Exercise -
Report the count, and only the count, of lines in the records that include the word "QuarantineSlot".

━━━━━ Source material ━━━━━

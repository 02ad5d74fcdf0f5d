//! One-shot embedder configuration. Lives in its own test binary because
//! `configure_partitions` finalizes process-wide state.

use cagealloc::bucket::BucketDistribution;
use cagealloc::dispatch::{self, AllocToken, PartitionOptions};
use cagealloc::quarantine::{QuarantineConfig, QuarantineStats};
use core::ffi::c_void;
use std::ptr;

const NO_CTX: *mut c_void = ptr::null_mut();

#[test]
fn configure_partitions_replaces_all_roots() {
    assert!(!dispatch::allocator_configuration_finalized());

    // Allocate from the early root first, so a pre-configuration pointer is
    // live across the switch.
    let early = unsafe { dispatch::alloc(100, AllocToken::DEFAULT, NO_CTX) };
    let early_root = dispatch::allocator(AllocToken::DEFAULT) as *const _;

    dispatch::configure_partitions(PartitionOptions {
        enable_brp: cfg!(feature = "brp"),
        bucket_distribution: BucketDistribution::Denser,
        scheduler_loop_quarantine_global: QuarantineConfig {
            capacity_in_bytes: 8192,
            enable_quarantine: true,
            enable_zapping: true,
            leak_on_destruction: false,
        },
        scheduler_loop_quarantine_thread_local: QuarantineConfig {
            capacity_in_bytes: 2048,
            enable_quarantine: true,
            enable_zapping: false,
            leak_on_destruction: false,
        },
        eventual_zeroing: true,
        use_free_with_size: true,
        strict_size_check: true,
        ..PartitionOptions::default()
    });

    assert!(dispatch::allocator_configuration_finalized());
    assert!(dispatch::use_free_with_size());
    assert_eq!(dispatch::thread_local_quarantine_config().capacity_in_bytes, 2048);

    // Every token now resolves to a fresh root with the final options; the
    // originals remain queryable for late-binding statistics.
    for index in 0..dispatch::MAX_ALLOC_TOKENS {
        let token = AllocToken::new(index as u8);
        let root = dispatch::allocator(token);
        assert_eq!(root.settings().bucket_distribution, BucketDistribution::Denser);
        assert!(root.settings().zero_on_free);
        assert!(root.settings().strict_size_check);
        assert_eq!(root.quarantine_branch().capacity_in_bytes(), 8192);

        let original = dispatch::original_allocator(token).expect("original root must survive");
        assert!(!ptr::eq(root, original));
    }
    assert!(ptr::eq(
        dispatch::original_allocator(AllocToken::DEFAULT).unwrap(),
        early_root
    ));

    unsafe {
        // New allocations land in the replacement root's quarantine on free.
        let p = dispatch::alloc(64, AllocToken::DEFAULT, NO_CTX);
        dispatch::free(p, NO_CTX);
        let mut stats = QuarantineStats::default();
        dispatch::allocator(AllocToken::DEFAULT)
            .quarantine_root()
            .accumulate_stats(&mut stats);
        assert_eq!(stats.count, 1);

        // The pre-configuration pointer still frees correctly: the owning
        // root is derived from the address, not from the installed table.
        dispatch::free(early, NO_CTX);
        let mut old_stats = QuarantineStats::default();
        dispatch::original_allocator(AllocToken::DEFAULT)
            .unwrap()
            .quarantine_root()
            .accumulate_stats(&mut old_stats);
        assert_eq!(old_stats.count, 1);

        // A thread-bound branch created now picks up the configured
        // thread-local settings.
        let branch = dispatch::create_thread_bound_branch(AllocToken::DEFAULT);
        assert_eq!(branch.config_for_testing().capacity_in_bytes, 2048);
        assert!(branch.config_for_testing().enable_quarantine);
    }
}
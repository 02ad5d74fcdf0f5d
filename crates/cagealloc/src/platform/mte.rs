//! ARM64 Memory Tagging Extension (MTE) support.
//!
//! When running on MTE-capable hardware (ARMv8.5-A+), freed and live slots
//! carry hardware tags, and freelist offsets preserve the tag bits so a
//! decoded pointer faults on tag mismatch. On non-MTE hardware every
//! operation is a no-op and `is_available()` returns false.

use core::sync::atomic::{AtomicBool, Ordering};

static MTE_AVAILABLE: AtomicBool = AtomicBool::new(false);

/// Detect and enable MTE if available.
///
/// # Safety
/// Must be called from single-threaded context (init).
pub unsafe fn init() {
    // Check for MTE support via getauxval(AT_HWCAP2)
    const AT_HWCAP2: libc::c_ulong = 26;
    const HWCAP2_MTE: libc::c_ulong = 1 << 18;

    let hwcap2 = libc::getauxval(AT_HWCAP2);
    if hwcap2 & HWCAP2_MTE == 0 {
        return;
    }

    // Enable MTE in synchronous mode (immediate fault on tag mismatch)
    const PR_SET_TAGGED_ADDR_CTRL: libc::c_int = 55;
    const PR_TAGGED_ADDR_ENABLE: libc::c_ulong = 1;
    const PR_MTE_TCF_SYNC: libc::c_ulong = 1 << 1;
    // Allow all 16 tags (excluding tag 0 which is reserved)
    const PR_MTE_TAG_MASK: libc::c_ulong = 0xfffe << 3;

    let ret = libc::prctl(
        PR_SET_TAGGED_ADDR_CTRL,
        PR_TAGGED_ADDR_ENABLE | PR_MTE_TCF_SYNC | PR_MTE_TAG_MASK,
        0,
        0,
        0,
    );
    if ret == 0 {
        MTE_AVAILABLE.store(true, Ordering::Release);
    }
}

/// Check if MTE is available and enabled.
#[inline(always)]
pub fn is_available() -> bool {
    MTE_AVAILABLE.load(Ordering::Relaxed)
}

/// Generate a random tagged pointer from an untagged base pointer.
/// Uses the IRG (Insert Random Tag) instruction.
///
/// # Safety
/// `ptr` must be a valid pointer. Only meaningful on MTE-enabled hardware.
#[inline(always)]
pub unsafe fn tag_alloc(ptr: *mut u8) -> *mut u8 {
    let tagged: *mut u8;
    core::arch::asm!(
        "irg {out}, {inp}",
        inp = in(reg) ptr,
        out = out(reg) tagged,
        options(nomem, nostack, preserves_flags),
    );
    tagged
}

/// Tag a memory region with the tag from the pointer.
/// Uses STG (Store Allocation Tag) over 16-byte MTE granules.
///
/// # Safety
/// `ptr` must be a tagged pointer from `tag_alloc`; `size` a multiple of 16;
/// the memory mapped with PROT_MTE.
#[inline]
pub unsafe fn tag_region(ptr: *mut u8, size: usize) {
    let mut offset = 0usize;
    while offset < size {
        core::arch::asm!(
            "stg {p}, [{p}]",
            p = in(reg) ptr.add(offset),
            options(nostack, preserves_flags),
        );
        offset += 16;
    }
}
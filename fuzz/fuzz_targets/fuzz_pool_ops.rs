//! Fuzz the pool manager's first-fit bitmap against a shadow model: a plain
//! vector of allocated runs. Every alloc/free sequence must keep the two in
//! agreement, and the bit-hint optimization must never change placement.

#![no_main]

use libfuzzer_sys::fuzz_target;

use cagealloc::util::SUPER_PAGE_SIZE;

const BASE: usize = 0x4000_0000;
const POOL_PAGES: usize = 256;

fuzz_target!(|data: &[u8]| {
    let manager = cagealloc::pool::manager::AddressPoolManager::get();
    manager.reset_for_testing();
    let pool = manager.add(BASE, POOL_PAGES * SUPER_PAGE_SIZE);

    // (start_page, num_pages) of live chunks.
    let mut live: Vec<(usize, usize)> = Vec::new();
    let mut shadow = [false; POOL_PAGES];

    let mut bytes = data.iter().copied();
    while let (Some(op), Some(arg)) = (bytes.next(), bytes.next()) {
        if op % 2 == 0 {
            // Allocate 1..=16 pages.
            let pages = (arg as usize % 16) + 1;
            let addr = manager.alloc(pool, pages * SUPER_PAGE_SIZE);

            // The shadow model computes the expected first fit.
            let expected = first_fit(&shadow, pages);
            match expected {
                Some(start) => {
                    assert_eq!(addr, BASE + start * SUPER_PAGE_SIZE);
                    for bit in &mut shadow[start..start + pages] {
                        *bit = true;
                    }
                    live.push((start, pages));
                }
                None => assert_eq!(addr, 0),
            }
        } else if !live.is_empty() {
            // Free an arbitrary live chunk.
            let (start, pages) = live.swap_remove(arg as usize % live.len());
            manager.free(pool, BASE + start * SUPER_PAGE_SIZE, pages * SUPER_PAGE_SIZE);
            for bit in &mut shadow[start..start + pages] {
                *bit = false;
            }
        }
    }
});

fn first_fit(shadow: &[bool], pages: usize) -> Option<usize> {
    let mut run = 0;
    for (i, &allocated) in shadow.iter().enumerate() {
        if allocated {
            run = 0;
        } else {
            run += 1;
            if run == pages {
                return Some(i + 1 - pages);
            }
        }
    }
    None
}
impl<L: BranchLock> QuarantineBranch<L> {
    pub fn new() -> Self {
        QuarantineBranch {
            lock: L::new(),
            inner: UnsafeCell::new(BranchInner {
                slots: Vec::new(),
                branch_size_in_bytes: 0,
                rng: InsecureRandom::new(0),
                config_for_testing: QuarantineConfig::default(),
            }),
            allocator: AtomicPtr::new(core::ptr::null_mut()),
            root: AtomicPtr::new(core::ptr::null_mut()),
            enable_quarantine: AtomicBool::new(false),
            enable_zapping: AtomicBool::new(false),
            leak_on_destruction: AtomicBool::new(false),
            pause_quarantine: AtomicI32::new(0),
            branch_capacity_in_bytes: AtomicUsize::new(0),
            to_be_freed_working_memory: AtomicPtr::new(core::ptr::null_mut()),
        }
    }

    /// Bind this branch to a root and apply `config`. A configured branch
    /// that is reconfigured purges its held entries first.
    pub fn configure(
        &self,
        allocator: &'static AllocatorRoot,
        root: &'static QuarantineRoot,
        config: QuarantineConfig,
    ) {
        assert_eq!(self.pause_quarantine.load(Ordering::Relaxed), 0);
        // Root and branch must agree on the underlying allocator.
        assert!(core::ptr::eq(root, allocator.quarantine_root()));

        let _guard = Guard::new(&self.lock);
        let inner = unsafe { &mut *self.inner.get() };
        inner.config_for_testing = config;

        if self.enable_quarantine.load(Ordering::Relaxed)
            && !self.allocator.load(Ordering::Relaxed).is_null()
        {
            // Already enabled: explicitly drain the existing instance.
            unsafe { self.purge_internal(inner, 0) };
            assert!(inner.slots.is_empty());
            inner.slots.shrink_to_fit();
        }

        inner.rng = InsecureRandom::new(self as *const _ as u64);
        self.allocator.store(
            allocator as *const AllocatorRoot as *mut AllocatorRoot,
            Ordering::Relaxed,
        );
        self.root.store(
            root as *const QuarantineRoot as *mut QuarantineRoot,
            Ordering::Relaxed,
        );
        self.enable_quarantine
            .store(config.enable_quarantine, Ordering::Relaxed);
        self.enable_zapping
            .store(config.enable_zapping, Ordering::Relaxed);
        self.leak_on_destruction
            .store(config.leak_on_destruction, Ordering::Relaxed);
        self.branch_capacity_in_bytes
            .store(config.capacity_in_bytes, Ordering::Relaxed);

        // The shared variant keeps one scratch array parked for the deferred
        // free; the thread-bound variant purges in-line and needs none.
        let fresh = if config.enable_quarantine && L::REAL {
            Box::into_raw(Box::new([0usize; MAX_FREE_TIMES_PER_PURGE]))
        } else {
            core::ptr::null_mut()
        };
        let old = self.to_be_freed_working_memory.swap(fresh, Ordering::Relaxed);
        if !old.is_null() {
            drop(unsafe { Box::from_raw(old) });
        }
    }

    pub fn root(&self) -> &QuarantineRoot {
        let root = self.root.load(Ordering::Relaxed);
        assert!(!root.is_null());
        unsafe { &*root }
    }

    fn allocator(&self) -> &'static AllocatorRoot {
        let allocator = self.allocator.load(Ordering::Relaxed);
        debug_assert!(!allocator.is_null());
        unsafe { &*allocator }
    }

    pub fn capacity_in_bytes(&self) -> usize {
        self.branch_capacity_in_bytes.load(Ordering::Relaxed)
    }

    /// Takes effect on the next `quarantine` call. Shrinking does not purge
    /// eagerly; a subsequent call or an explicit `purge()` brings the branch
    /// under the new limit.
    pub fn set_capacity_in_bytes(&self, capacity_in_bytes: usize) {
        self.branch_capacity_in_bytes
            .store(capacity_in_bytes, Ordering::Relaxed);
    }

    pub fn config_for_testing(&self) -> QuarantineConfig {
        let _guard = Guard::new(&self.lock);
        unsafe { &*self.inner.get() }.config_for_testing
    }

    /// Is `object` currently held by this branch?
    ///
    /// # Safety
    /// `object` must point into a live span of the configured root.
    pub unsafe fn is_quarantined_for_testing(&self, object: *mut u8) -> bool {
        let slot_start = self.allocator().object_to_slot_start_unchecked(object);
        let _guard = Guard::new(&self.lock);
        let inner = &*self.inner.get();
        inner.slots.iter().any(|slot| slot.slot_start == slot_start)
    }

    pub fn branch_size_in_bytes_for_testing(&self) -> usize {
        let _guard = Guard::new(&self.lock);
        unsafe { &*self.inner.get() }.branch_size_in_bytes
    }

    /// Dequarantine every entry held by this branch. Other branches of the
    /// same root remain untouched.
    pub fn purge(&self) {
        if self.allocator.load(Ordering::Relaxed).is_null() {
            return;
        }
        let _guard = Guard::new(&self.lock);
        let inner = unsafe { &mut *self.inner.get() };
        unsafe { self.purge_internal(inner, 0) };
        inner.slots.shrink_to_fit();
    }

    /// Accept a freed slot, or deallocate it immediately when the quarantine
    /// cannot hold it. `phase_times` is filled in when the caller is timing
    /// the purge and zap phases.
    ///
    /// # Safety
    /// `object`/`slot_span`/`slot_start` must describe a live allocation of
    /// the configured root, and for the thread-bound variant the caller must
    /// be the owning thread.
    pub unsafe fn quarantine(
        &self,
        object: *mut u8,
        slot_span: *mut SlotSpanMetadata,
        slot_start: usize,
        usable_size: usize,
        mut phase_times: Option<&mut QuarantinePhaseTimes>,
    ) {
        let allocator = self.allocator();
        if !self.enable_quarantine.load(Ordering::Relaxed)
            || self.pause_quarantine.load(Ordering::Relaxed) > 0
            || (*slot_span).is_direct_mapped()
        {
            return allocator.free_no_hooks_immediate(slot_start);
        }

        debug_assert_eq!(usable_size, allocator.slot_usable_size(&*slot_span));

        let capacity_in_bytes = self.branch_capacity_in_bytes.load(Ordering::Relaxed);
        if capacity_in_bytes < usable_size {
            // Even a fully drained branch cannot hold this entry.
            allocator.free_no_hooks_immediate(slot_start);
            self.root()
                .quarantine_miss_count
                .fetch_add(1, Ordering::Relaxed);
            return;
        }

        if L::REAL {
            self.quarantine_shared(slot_start, usable_size, capacity_in_bytes, &mut phase_times);
        } else {
            self.quarantine_thread_bound(
                slot_start,
                usable_size,
                capacity_in_bytes,
                &mut phase_times,
            );
        }

        // Update stats (not locked).
        let root = self.root();
        root.count.fetch_add(1, Ordering::Relaxed);
        root.size_in_bytes.fetch_add(usable_size, Ordering::Relaxed);
        root.cumulative_count.fetch_add(1, Ordering::Relaxed);
        root.cumulative_size_in_bytes
            .fetch_add(usable_size, Ordering::Relaxed);

        self.quarantine_epilogue(object, slot_span, slot_start, usable_size, &mut phase_times);
    }

    /// Multi-thread path: phase 1 (unlink) under the lock, phase 2 (free)
    /// outside it.
    unsafe fn quarantine_shared(
        &self,
        slot_start: usize,
        usable_size: usize,
        capacity_in_bytes: usize,
        phase_times: &mut Option<&mut QuarantinePhaseTimes>,
    ) {
        // Borrow the parked working memory, leaving null to mark it in use.
        // Losing the race means paying for a private allocation.
        let borrowed = self
            .to_be_freed_working_memory
            .swap(core::ptr::null_mut(), Ordering::Relaxed);
        let mut to_be_freed: Box<ToBeFreedArray> = if borrowed.is_null() {
            Box::new([0usize; MAX_FREE_TIMES_PER_PURGE])
        } else {
            Box::from_raw(borrowed)
        };
        let mut num_of_slots = 0usize;

        {
            let _guard = Guard::new(&self.lock);
            let inner = &mut *self.inner.get();

            if let Some(times) = phase_times.as_deref_mut() {
                times.purge_start = Some(Instant::now());
            }

            // Dequarantine entries as required, saving the victims for
            // phase 2.
            self.purge_internal_with_deferred_free(
                inner,
                capacity_in_bytes - usable_size,
                &mut to_be_freed,
                &mut num_of_slots,
            );

            inner.branch_size_in_bytes += usable_size;
            inner.slots.push(QuarantineSlot {
                slot_start,
                usable_size,
            });

            // One Fisher-Yates step keeps the list shuffled, so "pop back"
            // stays "pop random".
            let random_index = inner.rng.next_u32() as usize % inner.slots.len();
            let last = inner.slots.len() - 1;
            inner.slots.swap(random_index, last);
        }

        // Phase 2: actually deallocate, without the lock.
        self.batch_free(&to_be_freed, num_of_slots);

        // Park the array again, whether it was borrowed or private; what
        // matters is that the slot is non-null for the next thread whenever
        // possible. Anything already parked there is simply dropped.
        let previous = self
            .to_be_freed_working_memory
            .swap(Box::into_raw(to_be_freed), Ordering::Relaxed);
        if !previous.is_null() {
            drop(Box::from_raw(previous));
        }
    }

    /// Thread-bound path: no deferred-free split; frees run in-line under
    /// the no-op guard.
    unsafe fn quarantine_thread_bound(
        &self,
        slot_start: usize,
        usable_size: usize,
        capacity_in_bytes: usize,
        phase_times: &mut Option<&mut QuarantinePhaseTimes>,
    ) {
        let _guard = Guard::new(&self.lock);
        let inner = &mut *self.inner.get();

        if let Some(times) = phase_times.as_deref_mut() {
            times.purge_start = Some(Instant::now());
        }

        self.purge_internal(inner, capacity_in_bytes - usable_size);

        inner.branch_size_in_bytes += usable_size;
        inner.slots.push(QuarantineSlot {
            slot_start,
            usable_size,
        });

        let random_index = inner.rng.next_u32() as usize % inner.slots.len();
        let last = inner.slots.len() - 1;
        inner.slots.swap(random_index, last);
    }

    unsafe fn quarantine_epilogue(
        &self,
        object: *mut u8,
        slot_span: *mut SlotSpanMetadata,
        slot_start: usize,
        usable_size: usize,
        phase_times: &mut Option<&mut QuarantinePhaseTimes>,
    ) {
        if self.enable_zapping.load(Ordering::Relaxed) {
            if let Some(times) = phase_times.as_deref_mut() {
                times.zap_start = Some(Instant::now());
            }
            secure_memset(object, ZAP_BYTE, usable_size);
        }

        #[cfg(feature = "brp")]
        if self.allocator().brp_enabled() {
            let ref_count = crate::brp::InSlotRefCount::from_slot_start_and_size(
                slot_start,
                (*slot_span).slot_size(),
            );
            ref_count.pre_release_from_allocator();
        }
        #[cfg(not(feature = "brp"))]
        {
            let _ = (slot_start, slot_span);
        }
    }

    /// Dequarantine entries until `branch_size_in_bytes <= target`, freeing
    /// in-line. Only what this branch holds is under its control; a
    /// root-wide bound requires purging every branch in sequence.
    unsafe fn purge_internal(&self, inner: &mut BranchInner, target_size_in_bytes: usize) {
        let allocator = self.allocator();
        let mut freed_count = 0usize;
        let mut freed_size_in_bytes = 0usize;

        while target_size_in_bytes < inner.branch_size_in_bytes {
            // The list is shuffled; the back is a random entry.
            let Some(to_free) = inner.slots.pop() else {
                debug_assert!(false, "branch size out of sync with held slots");
                break;
            };
            debug_assert!(to_free.slot_start != 0);
            allocator.free_no_hooks_immediate(to_free.slot_start);

            freed_count += 1;
            freed_size_in_bytes += to_free.usable_size;
            inner.branch_size_in_bytes -= to_free.usable_size;
        }

        let root = self.root();
        root.size_in_bytes
            .fetch_sub(freed_size_in_bytes, Ordering::Release);
        root.count.fetch_sub(freed_count, Ordering::Relaxed);
    }

    /// Phase 1 of the two-phase purge: unlink victims into `to_be_freed`
    /// (bounded by its capacity) and update the accounting; the caller frees
    /// them after releasing the lock.
    unsafe fn purge_internal_with_deferred_free(
        &self,
        inner: &mut BranchInner,
        target_size_in_bytes: usize,
        to_be_freed: &mut ToBeFreedArray,
        num_of_slots: &mut usize,
    ) {
        *num_of_slots = 0;
        let mut freed_size_in_bytes = 0usize;

        while target_size_in_bytes < inner.branch_size_in_bytes {
            let Some(to_free) = inner.slots.pop() else {
                debug_assert!(false, "branch size out of sync with held slots");
                break;
            };
            to_be_freed[*num_of_slots] = to_free.slot_start;
            *num_of_slots += 1;

            freed_size_in_bytes += to_free.usable_size;
            inner.branch_size_in_bytes -= to_free.usable_size;

            if *num_of_slots >= MAX_FREE_TIMES_PER_PURGE {
                break;
            }
        }

        let root = self.root();
        root.size_in_bytes
            .fetch_sub(freed_size_in_bytes, Ordering::Release);
        root.count.fetch_sub(*num_of_slots, Ordering::Relaxed);
    }

    /// Phase 2: deallocate the victims saved by phase 1.
    unsafe fn batch_free(&self, to_be_freed: &ToBeFreedArray, num_of_slots: usize) {
        let allocator = self.allocator();
        for &slot_start in to_be_freed.iter().take(num_of_slots) {
            debug_assert!(slot_start != 0);
            allocator.free_no_hooks_immediate(slot_start);
        }
    }
}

━━━━━

Task response -
2